Specifically, the voting concluded to the Board approving a $23.4 million contract to Shanghai, China-based Shanghai Zenhua Heavy Industries Co. Ltd., for the construction and delivery of the cranes. There are no domestic manufacturers of container gantry cranes.

Yet, in order for the port to be able to handle larger container ships, it needs equipment with increased capacity.

The larger workhorse container ships currently serving the Gulf range from 8,000 to 9,500 twenty-foot-equivalent units (TEUs) and are increasing in frequency. These container ships are best served by 100-foot gauge gantry cranes, which have the ability to work wider ships.

The new cranes will assist the two 100-foot gauge cranes that are already operating at the terminal site.

Additionally, this will also allow the 50-foot gauge gantry cranes that are currently in operation to be utilized by smaller vessels.

As President and CEO Brandy D. Christian commented on the new cranes

These new cranes are vital to our success and growth here at Port NOLA. They will increase our efficiency so we can accommodate larger and wider ships more quickly and meet the growing needs of our carriers and shippers.

Moreover, the port is extending its 100-foot gauge rail tracks to be in the place to accommodate the new cranes at Napoleon Avenue Container Terminal.

Container volumes have grown significantly at the Port in the past few years, setting an all-time record in 2018 with 591,253 TEUs, up 12.3% in one year.

In the meantime, along with the port's development, the port's container business has doubled in the past 10 years.
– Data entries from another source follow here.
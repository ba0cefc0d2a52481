//! Property tests for the schema validator.

use proptest::prelude::*;
use proptest::test_runner::TestCaseError;
use serde_json::{json, Map, Value};

use foreman::domain::errors::DomainError;
use foreman::domain::models::schema::{OutputSchema, PropertyType};
use foreman::services::validator::validate;

/// The fixed schema under test: three required fields of distinct types
/// plus one optional declared field.
fn schema() -> OutputSchema {
    OutputSchema::new()
        .required_property("name", PropertyType::String)
        .required_property("total", PropertyType::Number)
        .required_property("approved", PropertyType::Boolean)
        .property("tags", PropertyType::Array {
            items: Some(Box::new(PropertyType::String)),
        })
}

fn conforming_payload() -> impl Strategy<Value = Map<String, Value>> {
    (
        any::<String>(),
        any::<i64>(),
        any::<bool>(),
        prop::option::of(prop::collection::vec(any::<String>(), 0..4)),
        prop::option::of(any::<String>()),
    )
        .prop_map(|(name, total, approved, tags, extra)| {
            let mut map = Map::new();
            map.insert("name".to_string(), json!(name));
            map.insert("total".to_string(), json!(total));
            map.insert("approved".to_string(), json!(approved));
            if let Some(tags) = tags {
                map.insert("tags".to_string(), json!(tags));
            }
            if let Some(extra) = extra {
                // Undeclared extras must always pass.
                map.insert("undeclared_extra".to_string(), json!(extra));
            }
            map
        })
}

proptest! {
    /// Any payload with the required fields at the right types validates,
    /// regardless of extras.
    #[test]
    fn conforming_payloads_validate(payload in conforming_payload()) {
        prop_assert!(validate(&Value::Object(payload), &schema()).is_ok());
    }

    /// Removing any subset of required fields fails, and every removed
    /// field is named in the violations - not just the first.
    #[test]
    fn all_missing_fields_are_reported(
        payload in conforming_payload(),
        drop_name in any::<bool>(),
        drop_total in any::<bool>(),
        drop_approved in any::<bool>(),
    ) {
        prop_assume!(drop_name || drop_total || drop_approved);

        let mut payload = payload;
        let mut dropped = Vec::new();
        for (flag, field) in [
            (drop_name, "name"),
            (drop_total, "total"),
            (drop_approved, "approved"),
        ] {
            if flag {
                payload.remove(field);
                dropped.push(field);
            }
        }

        let err = validate(&Value::Object(payload), &schema()).unwrap_err();
        let DomainError::SchemaValidation(violations) = err else {
            return Err(TestCaseError::fail("expected SchemaValidation"));
        };
        for field in dropped {
            prop_assert!(violations.mentions(field), "missing report for {field}");
        }
    }

    /// A mistyped field is reported with its name even when other fields
    /// are fine.
    #[test]
    fn mistyped_field_is_reported(total in any::<String>()) {
        let payload = json!({
            "name": "x",
            "total": total,
            "approved": true,
        });

        let err = validate(&payload, &schema()).unwrap_err();
        let DomainError::SchemaValidation(violations) = err else {
            return Err(TestCaseError::fail("expected SchemaValidation"));
        };
        prop_assert!(violations.mentions("total"));
        prop_assert_eq!(violations.len(), 1);
    }
}
//! Decision source port - the external channel breakpoints resolve through.

use async_trait::async_trait;

use crate::domain::errors::DomainResult;
use crate::domain::models::breakpoint::{BreakpointRequest, Decision};

/// Trait for breakpoint decision channels.
///
/// Publishing makes the request visible to an external actor; awaiting
/// blocks until that actor records a decision. The controller, not the
/// source, owns the timeout and cancellation around `await_decision`.
#[async_trait]
pub trait DecisionSource: Send + Sync {
    /// Source type name.
    fn name(&self) -> &'static str;

    /// Make the request visible to the external decider.
    async fn publish(&self, request: &BreakpointRequest) -> DomainResult<()>;

    /// Block until a decision for this request is recorded.
    async fn await_decision(&self, request: &BreakpointRequest) -> DomainResult<Decision>;
}
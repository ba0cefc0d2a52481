//! Agent backend port - the capability boundary for executing agents.

use async_trait::async_trait;
use serde::{Deserialize, Serialize};
use serde_json::Value;

use crate::domain::errors::DomainResult;
use crate::domain::models::descriptor::TaskDescriptor;
use crate::domain::models::schema::SchemaViolations;

/// One agent invocation: the descriptor plus its resolved arguments.
///
/// On validation retries the previous attempt's violations are carried so
/// the backend can surface them to the agent for self-correction.
#[derive(Debug, Clone, Serialize, Deserialize)]
pub struct InvocationRequest {
    pub descriptor: TaskDescriptor,
    pub args: Value,
    /// 1-based attempt counter across validation retries.
    pub attempt: u32,
    #[serde(default, skip_serializing_if = "Option::is_none")]
    pub feedback: Option<SchemaViolations>,
}

impl InvocationRequest {
    pub fn new(descriptor: TaskDescriptor, args: Value) -> Self {
        Self {
            descriptor,
            args,
            attempt: 1,
            feedback: None,
        }
    }

    /// Derive the next attempt's request after a validation failure.
    pub fn with_feedback(mut self, feedback: SchemaViolations) -> Self {
        self.attempt += 1;
        self.feedback = Some(feedback);
        self
    }
}

/// Trait for agent execution backends.
///
/// A backend is whatever actually performs an agent's work: a subprocess
/// wrapping an LLM CLI, a remote agent service, a deterministic calculator,
/// or a scripted mock. The only hard contract: produce a JSON value or fail.
/// A malformed response is an error for that invocation, never a best-effort
/// guess - the engine's retry policy decides what happens next.
#[async_trait]
pub trait AgentBackend: Send + Sync {
    /// Backend type name.
    fn name(&self) -> &'static str;

    /// Check whether the backend is reachable and properly configured.
    async fn is_available(&self) -> DomainResult<bool>;

    /// Execute one invocation to completion.
    async fn invoke(&self, request: &InvocationRequest) -> DomainResult<Value>;
}

/// Factory for creating backend instances by type name.
pub trait BackendFactory: Send + Sync {
    fn create(&self, backend_type: &str) -> Option<std::sync::Arc<dyn AgentBackend>>;

    fn available_types(&self) -> Vec<&'static str>;
}
//! Artifact store adapters.

pub mod fs;

pub use fs::FsArtifactStore;
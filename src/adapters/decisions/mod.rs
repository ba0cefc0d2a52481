//! Decision source adapters.

pub mod channel;
pub mod file;

pub use channel::ChannelDecisionSource;
pub use file::FileDecisionSource;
Specifically, LNG, oil and gas and petrochemical companies, such as Shintech, ExxonMobil, Dow and Formosa, have announced investments of more than $80 billion in Louisiana over the past several years.

The Napoleon Avenue Container Terminal is the only container terminal in Louisiana taking place on global trade.

Now, port NOLA reaches directly to 58 international ports and connects with more than 450 via transshipment with containerized and breakbulk cargo, because of the Panama Canal expansion and the increased Gulf Coast calls via the Suez Canal.

Through construction, transport and crane installation the entire project is scheduled to take approximately 18 to 20 months from contract approval.